Eighteen subjects (75%) in group +/+ and 4 subjects (20%) in group +/- displayed an IgE antibody level of ≥0.35 kU/l to one or more of the six allergens measured, but none in the control group (p < 0.0001, p < 0.05, respectively) (Table 4). Among group +/+, L. destructor was the most common allergen, with 16 (67%) positive subjects. Many of these were positive to more than one allergen; 13 were also positive to shrimp, 8 to cockroach, 4 to mosquito, 3 to tropomyosin 1 and 1 to blood worm. No correlation was found between the IgE value to D. pteronyssinus and the number of positive measurements to the other allergens.

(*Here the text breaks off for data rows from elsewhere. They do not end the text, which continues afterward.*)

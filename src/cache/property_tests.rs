//! Property-Based Tests for Cache Module
//!
//! Uses proptest to check the store, tracker and loader against simple models.

use proptest::prelude::*;
use std::collections::HashMap;
use std::sync::atomic::{AtomicUsize, Ordering};
use std::sync::Arc;
use std::time::Duration;

use crate::cache::{Cache, EntryStore, PerformanceTracker};

// == Test Configuration ==
const TEST_TTL: Duration = Duration::from_secs(300);

// == Strategies ==
/// Colon-delimited keys drawn from a small space so operations collide.
fn key_strategy() -> impl Strategy<Value = String> {
    (
        prop_oneof![Just("user"), Just("product"), Just("global")],
        0u64..8,
    )
        .prop_map(|(kind, id)| format!("{}:data:{}", kind, id))
}

fn category_strategy() -> impl Strategy<Value = String> {
    prop_oneof![
        Just("users".to_string()),
        Just("products".to_string()),
        Just("ultra_critical".to_string()),
    ]
}

#[derive(Debug, Clone)]
enum StoreOp {
    Set { key: String, value: u32, category: String },
    Get { key: String },
    Delete { key: String },
}

fn store_op_strategy() -> impl Strategy<Value = StoreOp> {
    prop_oneof![
        (key_strategy(), any::<u32>(), category_strategy())
            .prop_map(|(key, value, category)| StoreOp::Set { key, value, category }),
        key_strategy().prop_map(|key| StoreOp::Get { key }),
        key_strategy().prop_map(|key| StoreOp::Delete { key }),
    ]
}

proptest! {
    #![proptest_config(ProptestConfig::with_cases(100))]

    // Any sequence of operations leaves the store agreeing with a plain map:
    // one entry per key, last write wins.
    #[test]
    fn prop_store_matches_model(ops in prop::collection::vec(store_op_strategy(), 1..60)) {
        let mut store = EntryStore::new();
        let mut model: HashMap<String, u32> = HashMap::new();

        for op in ops {
            match op {
                StoreOp::Set { key, value, category } => {
                    store.set(key.clone(), value, &category, TEST_TTL);
                    model.insert(key, value);
                }
                StoreOp::Get { key } => {
                    prop_assert_eq!(store.get::<u32>(&key), model.get(&key).copied());
                }
                StoreOp::Delete { key } => {
                    let removed = store.delete(&key).is_ok();
                    prop_assert_eq!(removed, model.remove(&key).is_some());
                }
            }
        }

        prop_assert_eq!(store.len(), model.len());
    }

    // A bounded store never holds more than its limit.
    #[test]
    fn prop_capacity_enforcement(
        keys in prop::collection::vec(key_strategy(), 1..100),
        limit in 1usize..10
    ) {
        let mut store = EntryStore::with_capacity_limit(limit);

        for (i, key) in keys.into_iter().enumerate() {
            store.set(key, i, "users", TEST_TTL);
            prop_assert!(store.len() <= limit, "{} entries exceed limit {}", store.len(), limit);
        }
    }

    // hit_rate == hits / (hits + misses) and load reduction is its percentage.
    #[test]
    fn prop_hit_rate_math(outcomes in prop::collection::vec(any::<bool>(), 0..200)) {
        let tracker = PerformanceTracker::new();
        for &hit in &outcomes {
            if hit {
                tracker.record_hit("users");
            } else {
                tracker.record_miss("users");
            }
        }

        let hits = outcomes.iter().filter(|&&h| h).count() as u64;
        let misses = outcomes.len() as u64 - hits;
        let metrics = tracker.metrics();

        prop_assert_eq!(metrics.hits, hits);
        prop_assert_eq!(metrics.misses, misses);
        if outcomes.is_empty() {
            prop_assert_eq!(metrics.hit_rate, 0.0);
        } else {
            prop_assert!((metrics.hit_rate - hits as f64 / outcomes.len() as f64).abs() < 1e-12);
        }
        prop_assert!((metrics.database_load_reduction - metrics.hit_rate * 100.0).abs() < 1e-9);
    }

    // Progress is always a percentage, whatever the target.
    #[test]
    fn prop_progress_bounded(
        hits in 0u64..50,
        misses in 0u64..50,
        target in prop_oneof![any::<f64>(), 0.1f64..100.0]
    ) {
        let tracker = PerformanceTracker::new();
        (0..hits).for_each(|_| tracker.record_hit("products"));
        (0..misses).for_each(|_| tracker.record_miss("products"));

        let progress = tracker.progress_to_target(target).progress;
        prop_assert!((0.0..=100.0).contains(&progress), "progress {} out of range", progress);
    }

    // Repeated reads within the TTL run the loader once and return its first value.
    #[test]
    fn prop_loader_runs_once_per_fresh_key(key in key_strategy(), repeats in 1usize..20) {
        let cache = Cache::new();
        let calls = Arc::new(AtomicUsize::new(0));

        let results: Vec<usize> = tokio_test::block_on(async {
            let mut results = Vec::with_capacity(repeats);
            for _ in 0..repeats {
                let calls = Arc::clone(&calls);
                let value = cache
                    .cached(
                        &key,
                        || async move { Ok::<_, ()>(calls.fetch_add(1, Ordering::SeqCst)) },
                        "users",
                        TEST_TTL,
                    )
                    .await;
                results.push(value.unwrap_or(usize::MAX));
            }
            results
        });

        prop_assert_eq!(calls.load(Ordering::SeqCst), 1);
        prop_assert!(results.iter().all(|&v| v == 0));

        let metrics = cache.metrics();
        prop_assert_eq!(metrics.misses, 1);
        prop_assert_eq!(metrics.hits, repeats as u64 - 1);
    }
}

In this study we examined what characterized the group of individuals in the ECRHS I, positive to specific IgE to D. pteronyssinus in an area with practically no HDM, and compared them with a group positive to specific IgE to timothy grass. Among the 89 selected for this follow-up study 28 had allowed home visits to search for HDMs without a single mite being found. Seasonal variation is unlikely to explain these results as dust samples were collected over a ten-month period and mite allergens found were negligible. In the study men comprised 75% of group +/+ but only 31% of the control group. In contrast similar prevalence of positive SPT to all allergens has been reported previously for both genders.3

Many cross-sectional studies in adult populations have reported decreasing prevalence of allergic sensitization with increasing age,10 which may reflect the natural course of allergic sensitization or a cohort effect, i. e. increase in prevalence of allergic sensitization among younger birth cohorts. In our study 24 out of 49 that were positive to HDM in ECRHS I had become negative to HDM 8.4 years later while 4 individuals had become positive. Those who became negative had lower IgE values at ECRHS I (mean IgE 0.78 kU/l) compared with those who did not (mean IgE 2.1 kU/l). When all centres in ECRHS II are taken together no significant overall changes were found in the prevalence of IgE sensitization to HDM between ECRHS I and II.6 In that sense Reykjavik differs from the average centre in the ECRHS II.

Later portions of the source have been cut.